Figure 7.

Ypt7-positive puncta correspond to signaling endosomes. (A) Localization of mNeon-Ypt7 puncta relative to the endosomal marker Ivy1. Ivy1-mKate was expressed in TEF1pr-GYP7 or wild-type (wt) cells encoding endogenous mNeon-Ypt7. Vacuoles were stained with CMAC. Cells were imaged by fluorescence microscopy. Individual slices are shown. Arrowheads depict representative colocalization. Dashed lines indicate yeast cell boundaries. Scale bar, 2 μm. (B) Quantification of Ypt7 colocalizing with endosomal markers in A and Fig.

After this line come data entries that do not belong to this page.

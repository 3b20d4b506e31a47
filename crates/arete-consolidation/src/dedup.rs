//! Near-duplicate consolidation.
//!
//! Two facts are duplicates when they share a category and their normalized
//! contents are equal, one contains the other, or their similarity reaches
//! [`DUPLICATE_THRESHOLD`]. Within a duplicate cluster the most confident fact
//! survives, then the most recently updated, then whichever was kept first.

use std::collections::HashMap;

use arete_core::config::defaults;
use arete_core::{Category, Fact};

use crate::algorithms::similarity::{normalize, normalized_similarity};

/// Similarity at or above which two same-category facts are duplicates.
pub const DUPLICATE_THRESHOLD: f64 = defaults::DEFAULT_DEDUP_SIMILARITY;

/// Result of a deduplication pass.
#[derive(Debug, Clone, Default, PartialEq)]
pub struct DedupOutcome {
    /// Surviving facts, pairwise non-duplicate.
    pub kept: Vec<Fact>,
    /// Facts that lost to a duplicate, in the order they were eliminated.
    pub dropped: Vec<Fact>,
}

impl DedupOutcome {
    pub fn dropped_ids(&self) -> Vec<String> {
        self.dropped.iter().map(|f| f.id.clone()).collect()
    }
}

/// Whether `a` and `b` are duplicates at the default threshold.
pub fn are_similar(a: &Fact, b: &Fact) -> bool {
    Deduplicator::default().are_similar(a, b)
}

/// Deduplicate at the default threshold.
pub fn deduplicate(facts: Vec<Fact>) -> DedupOutcome {
    Deduplicator::default().deduplicate(facts)
}

/// Deduplicator bound to a similarity threshold.
#[derive(Debug, Clone)]
pub struct Deduplicator {
    threshold: f64,
}

impl Default for Deduplicator {
    fn default() -> Self {
        Self {
            threshold: DUPLICATE_THRESHOLD,
        }
    }
}

struct Slot {
    fact: Fact,
    normalized: String,
}

impl Deduplicator {
    pub fn with_threshold(threshold: f64) -> Self {
        debug_assert!((0.0..=1.0).contains(&threshold), "threshold out of range");
        Self { threshold }
    }

    pub fn threshold(&self) -> f64 {
        self.threshold
    }

    pub fn are_similar(&self, a: &Fact, b: &Fact) -> bool {
        a.category == b.category
            && self.contents_similar(&normalize(&a.content), &normalize(&b.content))
    }

    fn contents_similar(&self, a: &str, b: &str) -> bool {
        if a == b {
            return true;
        }
        if !a.is_empty() && !b.is_empty() && (a.contains(b) || b.contains(a)) {
            return true;
        }
        normalized_similarity(a, b) >= self.threshold
    }

    /// Collapse duplicates in a single pass over `facts`.
    ///
    /// Each incoming fact is compared against every kept fact of its category.
    /// The winner of the cluster takes the slot of the earliest kept member and
    /// the other members are dropped, so the kept set stays pairwise
    /// dissimilar and a second pass is a no-op.
    pub fn deduplicate(&self, facts: Vec<Fact>) -> DedupOutcome {
        let mut slots: Vec<Option<Slot>> = Vec::with_capacity(facts.len());
        let mut by_category: HashMap<Category, Vec<usize>> = HashMap::new();
        let mut exact: HashMap<(Category, String), usize> = HashMap::new();
        let mut dropped = Vec::new();

        for fact in facts {
            let normalized = normalize(&fact.content);
            let key = (fact.category, normalized.clone());

            // An exact hit is the only possible match: anything similar to the
            // incoming fact would be similar to the kept one too.
            let matches: Vec<usize> = match exact.get(&key) {
                Some(&slot) => vec![slot],
                None => by_category
                    .get(&fact.category)
                    .map(|indices| {
                        indices
                            .iter()
                            .copied()
                            .filter(|&i| {
                                slots[i]
                                    .as_ref()
                                    .is_some_and(|s| self.contents_similar(&s.normalized, &normalized))
                            })
                            .collect()
                    })
                    .unwrap_or_default(),
            };

            let Some(&first) = matches.first() else {
                let index = slots.len();
                slots.push(Some(Slot { fact, normalized }));
                by_category.entry(key.0).or_default().push(index);
                exact.insert(key, index);
                continue;
            };

            let mut cluster: Vec<Slot> = matches
                .iter()
                .filter_map(|&i| {
                    let slot = slots[i].take()?;
                    exact.remove(&(slot.fact.category, slot.normalized.clone()));
                    Some(slot)
                })
                .collect();
            cluster.push(Slot { fact, normalized });

            let mut winner = 0;
            for (i, candidate) in cluster.iter().enumerate().skip(1) {
                if outranks(&candidate.fact, &cluster[winner].fact) {
                    winner = i;
                }
            }
            let survivor = cluster.swap_remove(winner);
            for loser in cluster {
                tracing::debug!(
                    dropped = %loser.fact.id,
                    kept = %survivor.fact.id,
                    "duplicate fact dropped"
                );
                dropped.push(loser.fact);
            }

            if let Some(indices) = by_category.get_mut(&survivor.fact.category) {
                indices.retain(|i| *i == first || !matches.contains(i));
            }
            exact.insert(
                (survivor.fact.category, survivor.normalized.clone()),
                first,
            );
            slots[first] = Some(survivor);
        }

        DedupOutcome {
            kept: slots.into_iter().flatten().map(|s| s.fact).collect(),
            dropped,
        }
    }
}

/// Strictly better: higher confidence, then later `updatedAt`.
fn outranks(candidate: &Fact, incumbent: &Fact) -> bool {
    let (c, i) = (candidate.confidence.value(), incumbent.confidence.value());
    c > i || (c == i && candidate.updated_at > incumbent.updated_at)
}

#[cfg(test)]
mod tests {
    use super::*;
    use arete_core::FactDraft;
    use chrono::{Duration, Utc};

    fn fact(category: Category, content: &str, confidence: f64) -> Fact {
        FactDraft::new(category, content)
            .confidence(confidence)
            .into_fact(Utc::now())
            .unwrap()
    }

    #[test]
    fn different_categories_never_match() {
        let a = fact(Category::Expertise, "Rust", 0.5);
        let b = fact(Category::Preference, "Rust", 0.5);
        assert!(!are_similar(&a, &b));
    }

    #[test]
    fn substring_counts_as_similar() {
        let a = fact(Category::Expertise, "Rust", 0.5);
        let b = fact(Category::Expertise, "Writes Rust at work every day", 0.5);
        assert!(are_similar(&a, &b));
    }

    #[test]
    fn punctuation_only_content_is_not_contained_in_everything() {
        let a = fact(Category::Focus, "!!!", 0.5);
        let b = fact(Category::Focus, "Shipping the beta", 0.5);
        assert!(!are_similar(&a, &b));
    }

    #[test]
    fn higher_confidence_wins_and_takes_first_slot() {
        let a = fact(Category::Expertise, "Uses React", 0.5);
        let other = fact(Category::Focus, "Hiring", 0.5);
        let b = fact(Category::Expertise, "uses react.", 0.9);
        let out = deduplicate(vec![a.clone(), other.clone(), b.clone()]);
        assert_eq!(out.kept, vec![b, other]);
        assert_eq!(out.dropped_ids(), vec![a.id]);
    }

    #[test]
    fn confidence_tie_goes_to_most_recent_then_to_kept() {
        let a = fact(Category::Expertise, "Uses React", 0.7);
        let mut b = fact(Category::Expertise, "uses react", 0.7);
        b.updated_at = a.updated_at + Duration::seconds(5);
        let out = deduplicate(vec![a.clone(), b.clone()]);
        assert_eq!(out.kept[0].id, b.id);

        let mut c = b.clone();
        c.id = "c".into();
        let out = deduplicate(vec![b.clone(), c]);
        assert_eq!(out.kept[0].id, b.id);
    }

    #[test]
    fn incoming_fact_can_absorb_several_kept_facts() {
        let a = fact(Category::Expertise, "Rust", 0.4);
        let b = fact(Category::Expertise, "Go", 0.4);
        let c = fact(Category::Expertise, "Rust and Go", 0.6);
        let out = deduplicate(vec![a, b, c.clone()]);
        assert_eq!(out.kept, vec![c]);
        assert_eq!(out.dropped.len(), 2);
    }
}
use std::fs;
use std::io::Write;
use std::path::Path;

use arete_core::errors::StorageError;

pub(crate) fn io_error(path: &Path, err: impl std::fmt::Display) -> StorageError {
    StorageError::Io {
        path: path.display().to_string(),
        reason: err.to_string(),
    }
}

/// Replace `path` with `data` via a sibling temp file and rename.
pub(crate) fn atomic_write(path: &Path, data: &[u8]) -> Result<(), StorageError> {
    let dir = match path.parent() {
        Some(dir) if !dir.as_os_str().is_empty() => dir,
        _ => Path::new("."),
    };
    fs::create_dir_all(dir).map_err(|e| io_error(dir, e))?;

    let mut temp = tempfile::NamedTempFile::new_in(dir).map_err(|e| io_error(dir, e))?;
    temp.write_all(data).map_err(|e| io_error(temp.path(), e))?;
    temp.as_file().sync_all().map_err(|e| io_error(temp.path(), e))?;
    temp.persist(path).map_err(|e| io_error(path, e.error))?;
    Ok(())
}

/// Read `path`, mapping a missing file to `None`.
pub(crate) fn read_optional(path: &Path) -> Result<Option<Vec<u8>>, StorageError> {
    match fs::read(path) {
        Ok(bytes) => Ok(Some(bytes)),
        Err(e) if e.kind() == std::io::ErrorKind::NotFound => Ok(None),
        Err(e) => Err(io_error(path, e)),
    }
}
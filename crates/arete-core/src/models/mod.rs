pub mod merge_result;
pub mod store;
pub mod sync_state;

pub use merge_result::{MergeConflict, MergeResult, Resolution};
pub use store::{CoreProfile, IdentitySettings, Store};
pub use sync_state::{SyncState, Tombstone};
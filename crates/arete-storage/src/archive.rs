use std::fs::{self, OpenOptions};
use std::io::{ErrorKind, Write};
use std::path::{Path, PathBuf};

use arete_core::errors::{ArchiveError, AreteResult, StorageError};
use arete_core::traits::IArchiveSink;
use arete_core::Fact;
use chrono::{DateTime, Utc};
use serde::{Deserialize, Serialize};

use crate::atomic::io_error;

/// Collision suffixes tried before giving up on a batch name.
const MAX_NAME_ATTEMPTS: u32 = 1_000;

/// One archived batch as written to disk.
#[derive(Debug, Clone, PartialEq, Serialize, Deserialize)]
#[serde(rename_all = "camelCase")]
pub struct ArchiveBatch {
    pub facts: Vec<Fact>,
    pub archived_at: DateTime<Utc>,
}

/// Append-only archive of timestamp-named JSON batches.
#[derive(Debug, Clone)]
pub struct FileArchive {
    dir: PathBuf,
}

impl FileArchive {
    pub fn new(dir: impl Into<PathBuf>) -> Self {
        Self { dir: dir.into() }
    }

    pub fn dir(&self) -> &Path {
        &self.dir
    }

    /// Read one batch back.
    pub fn read_batch(path: &Path) -> AreteResult<ArchiveBatch> {
        let bytes = fs::read(path).map_err(|e| io_error(path, e))?;
        let batch = serde_json::from_slice(&bytes).map_err(|e| StorageError::Corrupt {
            path: path.display().to_string(),
            details: e.to_string(),
        })?;
        Ok(batch)
    }

    /// Batch files in name order. Names carry the UTC timestamp and a
    /// zero-padded counter, so this is also creation order.
    pub fn list_batches(&self) -> AreteResult<Vec<PathBuf>> {
        let entries = match fs::read_dir(&self.dir) {
            Ok(entries) => entries,
            Err(e) if e.kind() == ErrorKind::NotFound => return Ok(Vec::new()),
            Err(e) => return Err(io_error(&self.dir, e).into()),
        };
        let mut paths = Vec::new();
        for entry in entries {
            let path = entry.map_err(|e| io_error(&self.dir, e))?.path();
            if path.extension().is_some_and(|ext| ext == "json") {
                paths.push(path);
            }
        }
        paths.sort();
        Ok(paths)
    }

    fn batch_stem(archived_at: DateTime<Utc>) -> String {
        format!("archive-{}", archived_at.format("%Y%m%dT%H%M%S%.3fZ"))
    }

    fn create_batch_file(&self, archived_at: DateTime<Utc>) -> AreteResult<(PathBuf, fs::File)> {
        let stem = Self::batch_stem(archived_at);
        for attempt in 0..MAX_NAME_ATTEMPTS {
            // Fixed-width counter so name order matches creation order.
            let path = self.dir.join(format!("{stem}-{attempt:03}.json"));
            match OpenOptions::new().write(true).create_new(true).open(&path) {
                Ok(file) => return Ok((path, file)),
                Err(e) if e.kind() == ErrorKind::AlreadyExists => continue,
                Err(e) => {
                    return Err(ArchiveError::WriteFailed {
                        path: path.display().to_string(),
                        reason: e.to_string(),
                    }
                    .into())
                }
            }
        }
        Err(ArchiveError::WriteFailed {
            path: self.dir.join(format!("{stem}-*.json")).display().to_string(),
            reason: "no free batch name".to_string(),
        }
        .into())
    }
}

impl IArchiveSink for FileArchive {
    fn archive(&self, facts: &[Fact], archived_at: DateTime<Utc>) -> AreteResult<Option<PathBuf>> {
        if facts.is_empty() {
            return Ok(None);
        }

        fs::create_dir_all(&self.dir).map_err(|e| ArchiveError::CreateDirFailed {
            path: self.dir.display().to_string(),
            reason: e.to_string(),
        })?;

        let batch = ArchiveBatch {
            facts: facts.to_vec(),
            archived_at,
        };
        let bytes = serde_json::to_vec_pretty(&batch)?;

        let (path, mut file) = self.create_batch_file(archived_at)?;
        let written = file.write_all(&bytes).and_then(|()| file.sync_all());
        if let Err(e) = written {
            // Leave no half-written batch behind.
            let _ = fs::remove_file(&path);
            return Err(ArchiveError::WriteFailed {
                path: path.display().to_string(),
                reason: e.to_string(),
            }
            .into());
        }

        tracing::debug!(path = %path.display(), count = facts.len(), "archive batch written");
        Ok(Some(path))
    }
}
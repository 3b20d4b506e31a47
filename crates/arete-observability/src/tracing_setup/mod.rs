//! Subscriber setup for structured logging.

pub mod events;

use arete_core::config::ObservabilityConfig;
use tracing_subscriber::EnvFilter;

/// Environment variable that overrides the configured log level.
pub const LOG_ENV_VAR: &str = "ARETE_LOG";

/// Initialize the global tracing subscriber.
///
/// `ARETE_LOG` wins over `config.log_level`. Returns `false` when a global
/// subscriber was already installed (e.g. by the host application).
pub fn init_tracing(config: &ObservabilityConfig) -> bool {
    let filter = EnvFilter::try_from_env(LOG_ENV_VAR)
        .unwrap_or_else(|_| EnvFilter::new(&config.log_level));

    let builder = tracing_subscriber::fmt()
        .with_env_filter(filter)
        .with_target(true);

    let installed = if config.json {
        builder.json().try_init()
    } else {
        builder.try_init()
    };
    installed.is_ok()
}

/// Initialize tracing with a custom filter string (for testing or embedding).
pub fn init_tracing_with_filter(filter: &str) -> bool {
    tracing_subscriber::fmt()
        .with_env_filter(EnvFilter::new(filter))
        .with_target(true)
        .with_test_writer()
        .try_init()
        .is_ok()
}
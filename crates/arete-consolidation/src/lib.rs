//! # arete-consolidation
//!
//! Text similarity and near-duplicate consolidation for facts.
//!
//! - [`algorithms::similarity`]: normalization, Jaro-Winkler, best-match lookup.
//! - [`dedup`]: collapses same-category facts that say the same thing,
//!   keeping the most confident (then most recent) copy.
//! - [`lookup`]: fuzzy search for a fact by its content.

pub mod algorithms;
pub mod dedup;
pub mod lookup;

pub use algorithms::similarity::{find_best_match, normalize, similarity, DEFAULT_MATCH_THRESHOLD};
pub use dedup::{are_similar, deduplicate, DedupOutcome, Deduplicator, DUPLICATE_THRESHOLD};
pub use lookup::find_by_content;
use arete_core::Store;
use arete_decay::{effective_confidence, DecayEngine};
use chrono::Duration;
use proptest::prelude::*;
use test_fixtures::{fixed_now, FactBuilder};

proptest! {
    #[test]
    fn bounded_by_stored_confidence(
        confidence in 0.0f64..=1.0,
        days in 0i64..5_000,
        half_life in 1.0f64..400.0,
    ) {
        let fact = FactBuilder::new("f", "x").confidence(confidence).aged_days(days).build();
        let decayed = effective_confidence(&fact, half_life, fixed_now());
        prop_assert!(decayed >= 0.0);
        prop_assert!(decayed <= confidence + f64::EPSILON);
    }

    #[test]
    fn monotonic_in_elapsed_time(
        confidence in 0.0f64..=1.0,
        a in 0i64..2_000,
        b in 0i64..2_000,
    ) {
        let (early, late) = if a <= b { (a, b) } else { (b, a) };
        let fact = FactBuilder::new("f", "x").confidence(confidence).validated_at(fixed_now()).build();
        let at_early = effective_confidence(&fact, 60.0, fixed_now() + Duration::days(early));
        let at_late = effective_confidence(&fact, 60.0, fixed_now() + Duration::days(late));
        prop_assert!(at_late <= at_early + f64::EPSILON);
    }

    #[test]
    fn expired_facts_are_a_subset_of_the_store(
        ages in proptest::collection::vec(0i64..1_000, 0..20),
    ) {
        let facts = ages
            .iter()
            .enumerate()
            .map(|(i, d)| FactBuilder::new(&format!("f{i}"), "x").aged_days(*d).build())
            .collect();
        let store = Store::with_facts(facts);
        let expired = DecayEngine::new().find_expired(&store, fixed_now());
        prop_assert!(expired.len() <= store.len());
        for f in &expired {
            prop_assert!(store.contains(&f.id));
        }
    }
}
use serde::{Deserialize, Serialize};

use super::store::Store;

/// Which side won a conflicting fact.
#[derive(Debug, Clone, Copy, PartialEq, Eq, Serialize, Deserialize)]
#[serde(rename_all = "lowercase")]
pub enum Resolution {
    Local,
    Cloud,
}

/// A fact present on both sides with differing content.
#[derive(Debug, Clone, PartialEq, Serialize, Deserialize)]
#[serde(rename_all = "camelCase")]
pub struct MergeConflict {
    pub fact_id: String,
    pub resolution: Resolution,
    pub local_content: String,
    pub cloud_content: String,
}

/// Output of one merge. Ephemeral: consumed by the caller, never persisted.
#[derive(Debug, Clone, Default, PartialEq, Serialize, Deserialize)]
#[serde(rename_all = "camelCase")]
pub struct MergeResult {
    pub store: Store,
    /// Ids taken from the remote side that were not present locally.
    pub added: Vec<String>,
    /// Ids where the remote version replaced the local one.
    pub updated: Vec<String>,
    pub conflicts: Vec<MergeConflict>,
    /// Remote ids suppressed by a local tombstone.
    pub deleted_from_cloud: Vec<String>,
    /// Ids dropped as semantic duplicates of a kept fact.
    pub deduplicated: Vec<String>,
}

impl MergeResult {
    /// Whether the merge changed anything relative to the local store.
    pub fn has_changes(&self) -> bool {
        !self.added.is_empty()
            || !self.updated.is_empty()
            || !self.deleted_from_cloud.is_empty()
            || !self.deduplicated.is_empty()
    }
}
//! # arete-decay
//!
//! Exponential half-life decay of fact confidence, expiry detection, threshold
//! selection for export, and the cleanup pass that archives expired facts.

pub mod archival;
pub mod cleanup;
pub mod engine;
pub mod formula;
pub mod selection;

pub use archival::{find_expired, ArchivalDecision, DEFAULT_ARCHIVAL_THRESHOLD};
pub use cleanup::{Archiver, CleanupReport};
pub use engine::DecayEngine;
pub use formula::{effective_confidence, DecayBreakdown};
pub use selection::{select_facts, FactFilter};
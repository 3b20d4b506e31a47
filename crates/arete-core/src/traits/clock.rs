use std::sync::Mutex;

use chrono::{DateTime, Duration, Utc};

/// Source of the current time. Injected so schedulers and decay can be
/// driven by a virtual clock in tests.
pub trait Clock: Send + Sync {
    fn now(&self) -> DateTime<Utc>;
}

/// Wall-clock time.
#[derive(Debug, Clone, Copy, Default)]
pub struct SystemClock;

impl Clock for SystemClock {
    fn now(&self) -> DateTime<Utc> {
        Utc::now()
    }
}

/// A clock that only moves when told to.
#[derive(Debug)]
pub struct ManualClock {
    now: Mutex<DateTime<Utc>>,
}

impl ManualClock {
    pub fn new(start: DateTime<Utc>) -> Self {
        Self {
            now: Mutex::new(start),
        }
    }

    /// Move time forward by `by`.
    pub fn advance(&self, by: Duration) {
        let mut now = self.now.lock().unwrap_or_else(|e| e.into_inner());
        *now += by;
    }

    /// Jump to an absolute time. Moving backwards is allowed; callers use
    /// this to model skewed device clocks.
    pub fn set(&self, to: DateTime<Utc>) {
        *self.now.lock().unwrap_or_else(|e| e.into_inner()) = to;
    }
}

impl Clock for ManualClock {
    fn now(&self) -> DateTime<Utc> {
        *self.now.lock().unwrap_or_else(|e| e.into_inner())
    }
}
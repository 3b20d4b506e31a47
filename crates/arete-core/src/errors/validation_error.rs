/// Errors for fact input that must never reach a store.
#[derive(Debug, thiserror::Error, PartialEq)]
pub enum ValidationError {
    #[error("fact content is empty")]
    EmptyContent,

    #[error("fact {id} has updatedAt before createdAt")]
    TimestampOrder { id: String },

    #[error("fact id {id} already exists in the store")]
    DuplicateId { id: String },

    #[error("fact id is empty")]
    EmptyId,
}
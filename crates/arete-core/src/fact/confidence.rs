use serde::{Deserialize, Serialize};
use std::fmt;
use std::ops::Mul;

/// Confidence score clamped to [0.0, 1.0].
///
/// Deserialization goes through [`Confidence::new`], so an out-of-range value
/// read from disk or from the remote store is clamped rather than stored.
#[derive(Debug, Clone, Copy, PartialEq, PartialOrd, Serialize, Deserialize)]
#[serde(from = "f64", into = "f64")]
pub struct Confidence(f64);

impl Confidence {
    /// High confidence threshold.
    pub const HIGH: f64 = 0.8;
    /// Medium confidence threshold.
    pub const MEDIUM: f64 = 0.5;
    /// Default archival threshold for effective confidence.
    pub const ARCHIVAL: f64 = 0.1;

    /// Create a new Confidence, clamping to [0.0, 1.0]. NaN becomes 0.0.
    pub fn new(value: f64) -> Self {
        if value.is_nan() {
            return Self(0.0);
        }
        Self(value.clamp(0.0, 1.0))
    }

    /// Get the raw f64 value.
    pub fn value(self) -> f64 {
        self.0
    }

    pub fn is_high(self) -> bool {
        self.0 >= Self::HIGH
    }
}

impl Default for Confidence {
    fn default() -> Self {
        Self(Self::MEDIUM)
    }
}

impl fmt::Display for Confidence {
    fn fmt(&self, f: &mut fmt::Formatter<'_>) -> fmt::Result {
        write!(f, "{:.3}", self.0)
    }
}

impl From<f64> for Confidence {
    fn from(value: f64) -> Self {
        Self::new(value)
    }
}

impl From<Confidence> for f64 {
    fn from(c: Confidence) -> Self {
        c.0
    }
}

impl Mul<f64> for Confidence {
    type Output = Self;
    fn mul(self, rhs: f64) -> Self {
        Self::new(self.0 * rhs)
    }
}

S4 C. Cells (n ≥ 100) from three independent experiments were quantified in Fiji. Bar graphs represent the averages and error bars the SD from the three experiments. P value ns, ***<0.001, using two-sided Student’s t test. (C) Quantification of the number of Pep12 puncta per cell in Fig. S4 D. Cells (n ≥ 150) from three independent experiments were quantified in Fiji. Bar graphs represent the averages from three experiments and puncta represent the mean of each experiment. P value *<0.05, ***<0.001, using ANOVA one-way test. (D) Quantification of the percentage of distant Pep12 puncta in Fig. S4 D. The number of distant Pep12 puncta (not at the vacuole) was divided by the total number of Pep12 puncta per cell. Cells (n ≥ 150) from three independent experiments were quantified in Fiji. Bar graphs represent the averages from three experiments and puncta represent the mean of each experiment. P value *<0.05, **<0.01, using ANOVA one-way test. (E) Quantification of the number of Tco89 puncta per cell in Fig. S4 E. Cells (n ≥ 150) from three independent experiments were quantified in Fiji. Bar graphs represent the averages from three experiments and puncta represent the mean of each experiment. P value ns, using two-sided Student’s t test.